During the government of Leon Febres Cordero Roca worked in the secretariat of the Vice Presidency under Blasco Peñaherrera. During this period she worked with the First Lady María Eugenia Cordovez in the operation of the Instituto Nacional del Niño y la Familia (INNFA- National Institute for Family and Children) and the implementation of the Programa de Reducción de la Enfermedad Mortal Infantil (Premi). In 1986 she was appointed as the first female General Intendent of Corporations in the Superintendence of Corporations.

During the presidential elections of 2002 and 2006 she led the electoral campaign for presidential candidate Leon Roldos. In 2007 she was a candidate for the Constitutional Assembly.

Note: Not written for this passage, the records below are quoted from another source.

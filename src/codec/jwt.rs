use std::sync::Arc;

use base64::Engine;
use base64::engine::general_purpose::URL_SAFE_NO_PAD;
use jsonwebtoken::errors::ErrorKind;
use jsonwebtoken::{Algorithm, DecodingKey, EncodingKey, Header, Validation, decode, encode};
use serde::{Deserialize, Serialize};
use serde_json::{Map, Value};
use time::OffsetDateTime;

use crate::authenticator::JwtAuthenticator;
use crate::config::JwtAuthenticatorSettings;
use crate::crypto::Crypter;
use crate::error::{CodecError, ConfigError};
use crate::types::LoginInfo;

/// Claim names the codec owns. Custom claims may not use them.
pub const RESERVED_CLAIMS: [&str; 5] = ["jti", "iss", "sub", "iat", "exp"];

/// Minimum shared secret length for HS256.
const MIN_SECRET_LENGTH: usize = 32;

#[derive(Debug, Serialize, Deserialize)]
struct Claims {
    jti: String,
    iss: String,
    sub: String,
    iat: i64,
    exp: i64,
    #[serde(flatten)]
    custom: Map<String, Value>,
}

/// HS256 claim-token codec.
///
/// `iat` carries the last-used time and `exp` the absolute expiry, both as
/// whole Unix seconds. The login info travels in `sub`, encrypted with the
/// crypter unless subject encryption is turned off in the settings.
#[derive(Clone)]
pub struct JwtCodec {
    encoding_key: EncodingKey,
    decoding_key: DecodingKey,
    crypter: Arc<dyn Crypter>,
}

impl std::fmt::Debug for JwtCodec {
    fn fmt(&self, f: &mut std::fmt::Formatter<'_>) -> std::fmt::Result {
        f.debug_struct("JwtCodec")
            .field("secret", &"[REDACTED]")
            .finish_non_exhaustive()
    }
}

impl JwtCodec {
    /// # Errors
    ///
    /// Returns [`ConfigError`] if the shared secret is shorter than 32 bytes.
    pub fn new(secret: impl AsRef<[u8]>, crypter: Arc<dyn Crypter>) -> Result<Self, ConfigError> {
        let secret = secret.as_ref();
        if secret.len() < MIN_SECRET_LENGTH {
            return Err(ConfigError(format!(
                "JWT secret too short: expected at least {MIN_SECRET_LENGTH} bytes, got {}",
                secret.len()
            )));
        }
        Ok(Self {
            encoding_key: EncodingKey::from_secret(secret),
            decoding_key: DecodingKey::from_secret(secret),
            crypter,
        })
    }

    /// Signs the authenticator into a three-segment token.
    ///
    /// # Errors
    ///
    /// Returns [`CodecError::ReservedClaimOverride`] before anything is
    /// signed if a custom claim reuses a reserved name.
    pub(crate) fn serialize(
        &self,
        authenticator: &JwtAuthenticator,
        settings: &JwtAuthenticatorSettings,
    ) -> Result<String, CodecError> {
        let custom = authenticator.custom_claims.clone().unwrap_or_default();
        if let Some(name) = RESERVED_CLAIMS.iter().find(|name| custom.contains_key(**name)) {
            return Err(CodecError::ReservedClaimOverride((*name).to_string()));
        }

        let claims = Claims {
            jti: authenticator.id.to_string(),
            iss: settings.issuer.clone(),
            sub: self.encode_subject(&authenticator.login_info, settings.encrypt_subject)?,
            iat: authenticator.last_used_at.unix_timestamp(),
            exp: authenticator.expires_at.unix_timestamp(),
            custom,
        };
        encode(&Header::new(Algorithm::HS256), &claims, &self.encoding_key)
            .map_err(|e| CodecError::InvalidFormat(e.to_string()))
    }

    /// Verifies and decodes a token issued by [`serialize`](Self::serialize).
    ///
    /// The MAC over `header.payload` is checked before either segment is
    /// parsed, so any altered byte is an [`CodecError::InvalidSignature`].
    /// Expiry is not checked here; the lifecycle checks it against its own
    /// clock. The idle timeout comes from the settings.
    pub(crate) fn unserialize(
        &self,
        token: &str,
        settings: &JwtAuthenticatorSettings,
    ) -> Result<JwtAuthenticator, CodecError> {
        self.verify_signature(token)?;

        let mut validation = Validation::new(Algorithm::HS256);
        validation.validate_exp = false;
        validation.validate_aud = false;
        validation.leeway = 0;
        validation.set_issuer(&[&settings.issuer]);
        validation.set_required_spec_claims(&["exp", "iss", "sub"]);

        let claims = decode::<Claims>(token, &self.decoding_key, &validation)
            .map_err(map_jwt_error)?
            .claims;

        Ok(JwtAuthenticator {
            id: claims.jti.into(),
            login_info: self.decode_subject(&claims.sub, settings.encrypt_subject)?,
            last_used_at: timestamp(claims.iat)?,
            expires_at: timestamp(claims.exp)?,
            idle_timeout: settings.authenticator_idle_timeout,
            custom_claims: (!claims.custom.is_empty()).then_some(claims.custom),
        })
    }

    fn verify_signature(&self, token: &str) -> Result<(), CodecError> {
        let (message, signature) = token
            .rsplit_once('.')
            .ok_or(CodecError::InvalidSignature)?;
        match jsonwebtoken::crypto::verify(
            signature,
            message.as_bytes(),
            &self.decoding_key,
            Algorithm::HS256,
        ) {
            Ok(true) => Ok(()),
            _ => Err(CodecError::InvalidSignature),
        }
    }

    fn encode_subject(&self, login_info: &LoginInfo, encrypt: bool) -> Result<String, CodecError> {
        let json =
            serde_json::to_string(login_info).map_err(|e| CodecError::InvalidFormat(e.to_string()))?;
        if encrypt {
            self.crypter.encrypt(&json)
        } else {
            Ok(URL_SAFE_NO_PAD.encode(json))
        }
    }

    fn decode_subject(&self, subject: &str, encrypted: bool) -> Result<LoginInfo, CodecError> {
        let json = if encrypted {
            self.crypter.decrypt(subject)?
        } else {
            let bytes = URL_SAFE_NO_PAD
                .decode(subject)
                .map_err(|e| CodecError::InvalidEncoding(e.to_string()))?;
            String::from_utf8(bytes).map_err(|e| CodecError::InvalidEncoding(e.to_string()))?
        };
        serde_json::from_str(&json).map_err(|e| CodecError::InvalidFormat(e.to_string()))
    }
}

fn timestamp(secs: i64) -> Result<OffsetDateTime, CodecError> {
    OffsetDateTime::from_unix_timestamp(secs).map_err(|e| CodecError::InvalidFormat(e.to_string()))
}

fn map_jwt_error(e: jsonwebtoken::errors::Error) -> CodecError {
    match e.kind() {
        ErrorKind::InvalidSignature => CodecError::InvalidSignature,
        ErrorKind::Base64(_) | ErrorKind::Utf8(_) => CodecError::InvalidEncoding(e.to_string()),
        _ => CodecError::InvalidFormat(e.to_string()),
    }
}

She was considered as a vice presidential candidate during the 2012 elections.

====Academia====
From 1978 to 1996 she was legal advisor to Academia Cotopaxi. In 1988 she became the representative of INCAE Instituto Centro Americano de Administración de Empresas for Ecuador.
During her tenure as Executive Director for INCAE/ECUADOR, she proposed the establishment of INCAE's Andean Campus as a component of the PROGRESEC (Policy Dialogue and Consensus Building) project sponsored by USAID. This project's impact was to create a dedicated educational hub in the Andean region. However, this proposal was not embraced by INCAE.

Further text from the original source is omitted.